ASSIGNMENT: Please print only the top portion of the entries below, ending with the line that contains "let ring = (1.0 - y * y).sqrt();", exactly as written.

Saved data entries
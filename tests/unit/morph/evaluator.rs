use super::*;
use crate::morph::params::ArtTuning;

fn sphere_samples() -> Vec<Vertex> {
    let mut out = Vec::new();
    for lat in 0..=12 {
        let y = 1.0 - 2.0 * (lat as f32 / 12.0);
        let ring = (1.0 - y * y).max(0.0).sqrt();
        for lon in 0..17 {
            let theta = lon as f32 / 17.0 * TAU - PI;
            out.push(Vertex::on_unit_sphere(Vec3::new(
                theta.sin() * ring,
                y,
                theta.cos() * ring,
            )));
        }
    }
    out
}

fn at(time: f32, progress: f32) -> MorphParams {
    MorphParams::default().at(time, progress)
}

fn vertex_at(theta: f32, y: f32) -> Vertex {
    let ring = (1.0 - y * y).sqrt();
    Vertex::on_unit_sphere(Vec3::new(theta.sin() * ring, y, theta.cos() * ring))
}

#[test]
fn zero_progress_is_pure_cocoon() {
    for time in [0.0, 1.3, 7.9] {
        let morph = ShapeMorph::new(&at(time, 0.0));
        for v in sphere_samples() {
            let out = morph.evaluate(&v);
            assert_eq!(out.position, morph.cocoon_pose(&v));
            assert_eq!(out.petal_mask, 0.0);
            assert_eq!(out.center_mask, 0.0);
        }
    }
}

#[test]
fn full_progress_is_pure_flower() {
    for time in [0.0, 2.1] {
        let morph = ShapeMorph::new(&at(time, 1.0));
        for v in sphere_samples() {
            let out = morph.evaluate(&v);
            let flower = morph.flower_pose(&v);
            assert_eq!(out.position, flower.position);
            assert_eq!(out.petal_mask, flower.petal_mask);
            assert_eq!(out.center_mask, flower.center_mask);
        }
    }
}

#[test]
fn position_is_continuous_in_progress() {
    let d = 1e-4;
    for base in [0.0, 0.25, 0.5, 0.999, 1.0 - d] {
        let a = ShapeMorph::new(&at(0.7, base));
        let b = ShapeMorph::new(&at(0.7, base + d));
        for v in sphere_samples() {
            let pa = a.evaluate(&v).position;
            let pb = b.evaluate(&v).position;
            assert!(
                (pa - pb).length() < 1e-2,
                "jump at progress {base}: {pa:?} -> {pb:?}"
            );
        }
    }
}

#[test]
fn masks_stay_in_unit_range() {
    for progress in [-0.5, 0.0, 0.3, 0.8, 1.0, 1.7] {
        let morph = ShapeMorph::new(&at(3.3, progress));
        for v in sphere_samples() {
            let out = morph.evaluate(&v);
            assert!((0.0..=1.0).contains(&out.petal_mask), "{out:?}");
            assert!((0.0..=1.0).contains(&out.center_mask), "{out:?}");
        }
    }
}

#[test]
fn petal_pattern_repeats_every_sector() {
    for petal_count in [2, 5, 6] {
        let params = MorphParams {
            petal_count,
            ..at(0.0, 1.0)
        };
        let morph = ShapeMorph::new(&params);
        let sector = TAU / petal_count as f32;
        let t = ArtTuning::default();
        let sway = Vec3::new(0.0, 0.0, t.sway_amount);

        for y in [-0.4, 0.1, 0.3, 0.5] {
            for step in 0..9 {
                let theta = -PI + 0.05 + step as f32 * 0.31;
                let a = morph.flower_pose(&vertex_at(theta, y));
                let b = morph.flower_pose(&vertex_at(theta + sector, y));

                assert!((a.petal_mask - b.petal_mask).abs() < 1e-3);
                assert!((a.position.y - b.position.y).abs() < 1e-3);

                let ra = Vec2::new(a.position.x - sway.x, a.position.z - sway.z).length();
                let rb = Vec2::new(b.position.x - sway.x, b.position.z - sway.z).length();
                assert!((ra - rb).abs() < 1e-3, "radius {ra} vs {rb}");
            }
        }
    }
}

#[test]
fn repeated_evaluation_is_bit_identical() {
    let params = at(12.34, 0.42);
    let v = vertex_at(0.7, 0.2);
    let a = evaluate(&v, &params);
    let b = evaluate(&v, &params);
    assert_eq!(a.position.to_array().map(f32::to_bits), b.position.to_array().map(f32::to_bits));
    assert_eq!(a.petal_mask.to_bits(), b.petal_mask.to_bits());
    assert_eq!(a.center_mask.to_bits(), b.center_mask.to_bits());
}

#[test]
fn north_pole_is_flower_center() {
    let v = Vertex::on_unit_sphere(Vec3::Y);
    let out = evaluate(&v, &at(0.0, 1.0));
    assert!(out.center_mask > 0.99, "{out:?}");
    assert!(out.petal_mask < 0.01, "{out:?}");
}

#[test]
fn equator_point_at_rest_is_cocoon_only() {
    let v = Vertex::on_unit_sphere(Vec3::X);
    let params = at(0.0, 0.0);
    let out = evaluate(&v, &params);

    let n = simplex3(Vec3::X * 2.0);
    let expected = (Vec3::new(1.0, 0.0, 0.0) + Vec3::X * n * 0.4) * 1.0;
    assert!((out.position - expected).length() < 1e-5, "{out:?}");
    assert_eq!(out.petal_mask, 0.0);
    assert_eq!(out.center_mask, 0.0);
}

#[test]
fn single_petal_spans_the_whole_azimuth() {
    let params = MorphParams {
        petal_count: 1,
        ..at(0.0, 1.0)
    };
    let morph = ShapeMorph::new(&params);

    let masks: Vec<f32> = (0..64)
        .map(|i| {
            let theta = -PI + (i as f32 + 0.5) / 64.0 * TAU;
            morph.flower_pose(&vertex_at(theta, 0.3)).petal_mask
        })
        .collect();
    assert!(masks.iter().all(|m| m.is_finite()));

    // One lobe: above threshold on a single contiguous run centered on theta = 0.
    let above: Vec<bool> = masks.iter().map(|&m| m > 0.1).collect();
    let rises = above.windows(2).filter(|w| !w[0] && w[1]).count();
    assert_eq!(rises, 1);
    assert!(above[31] && above[32]);
    assert!(!above[0] && !above[63]);
}

#[test]
fn zero_petals_behave_like_one() {
    let one = MorphParams {
        petal_count: 1,
        ..at(0.5, 0.9)
    };
    let zero = MorphParams {
        petal_count: 0,
        ..one
    };
    for v in sphere_samples() {
        assert_eq!(evaluate(&v, &zero), evaluate(&v, &one));
    }
}

#[test]
fn out_of_range_progress_is_clamped() {
    for v in sphere_samples() {
        assert_eq!(evaluate(&v, &at(1.0, 1.6)), evaluate(&v, &at(1.0, 1.0)));
        assert_eq!(evaluate(&v, &at(1.0, -0.4)), evaluate(&v, &at(1.0, 0.0)));
    }
}

#[test]
fn parallel_deform_matches_sequential() {
    let morph = ShapeMorph::new(&at(4.2, 0.6));
    let verts = sphere_samples();
    let par = morph.deform(&verts);
    let seq: Vec<_> = verts.iter().map(|v| morph.evaluate(v)).collect();
    assert_eq!(par, seq);
}

#[test]
fn unit_sphere_vertex_uv_convention() {
    let north = Vertex::on_unit_sphere(Vec3::new(0.0, 3.0, 0.0));
    assert_eq!(north.position, Vec3::Y);
    assert!((north.uv.y - 1.0).abs() < 1e-6);

    let south = Vertex::on_unit_sphere(-Vec3::Y);
    assert!(south.uv.y.abs() < 1e-6);

    let v = Vertex::on_unit_sphere(Vec3::ZERO);
    assert_eq!(v.position, Vec3::Y);
}
use super::*;

#[test]
fn defaults_match_reference_look() {
    let p = MorphParams::default();
    assert_eq!(p.petal_count, 6);
    assert_eq!(p.petal_spread, 2.2);
    assert_eq!(p.petal_thickness, 0.35);
    assert_eq!(p.petal_curl, 0.5);
    assert_eq!(p.distort_amount, 0.4);
    assert_eq!(p.center_size, 0.35);
    assert_eq!(p.tuning.cocoon_stretch, 1.8);
    assert_eq!(p.tuning.flatten, 0.08);
    p.validate().unwrap();
}

#[test]
fn sanitized_clamps_progress_and_petal_count() {
    let p = MorphParams {
        morph_progress: 1.35,
        petal_count: 0,
        ..MorphParams::default()
    }
    .sanitized();
    assert_eq!(p.morph_progress, 1.0);
    assert_eq!(p.petal_count, 1);

    let p = MorphParams::default().at(2.0, -0.2).sanitized();
    assert_eq!(p.morph_progress, 0.0);
    assert_eq!(p.time, 2.0);
}

#[test]
fn validate_rejects_bad_values() {
    let bad = [
        MorphParams {
            petal_count: 0,
            ..MorphParams::default()
        },
        MorphParams {
            petal_spread: 0.5,
            ..MorphParams::default()
        },
        MorphParams {
            center_size: 1.0,
            ..MorphParams::default()
        },
        MorphParams {
            time: f32::NAN,
            ..MorphParams::default()
        },
    ];
    for p in bad {
        let err = p.validate().unwrap_err();
        assert!(err.to_string().contains("validation error:"));
    }
}

#[test]
fn validate_rejects_degenerate_zones() {
    let mut p = MorphParams::default();
    p.tuning.upper_zone = [0.2, 0.2];
    assert!(p.validate().is_err());

    let mut p = MorphParams::default();
    p.tuning.petal_falloff = 0.0;
    assert!(p.validate().is_err());

    let mut p = MorphParams::default();
    p.tuning.sway_speed = [f32::INFINITY, 0.5];
    assert!(p.validate().is_err());
}

#[test]
fn partial_json_fills_defaults() {
    let p: MorphParams =
        serde_json::from_str(r#"{ "petal_count": 5, "tuning": { "flatten": 0.2 } }"#).unwrap();
    assert_eq!(p.petal_count, 5);
    assert_eq!(p.petal_spread, 2.2);
    assert_eq!(p.tuning.flatten, 0.2);
    assert_eq!(p.tuning.gap_inward, 0.7);
}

EXPECTED ANSWER:
filename tests/unit/morph/evaluator.rs
use super::*;
use crate::morph::params::ArtTuning;

fn sphere_samples() -> Vec<Vertex> {
    let mut out = Vec::new();
    for lat in 0..=12 {
        let y = 1.0 - 2.0 * (lat as f32 / 12.0);
        let ring = (1.0 - y * y).max(0.0).sqrt();
        for lon in 0..17 {
            let theta = lon as f32 / 17.0 * TAU - PI;
            out.push(Vertex::on_unit_sphere(Vec3::new(
                theta.sin() * ring,
                y,
                theta.cos() * ring,
            )));
        }
    }
    out
}

fn at(time: f32, progress: f32) -> MorphParams {
    MorphParams::default().at(time, progress)
}

fn vertex_at(theta: f32, y: f32) -> Vertex {
    let ring = (1.0 - y * y).sqrt();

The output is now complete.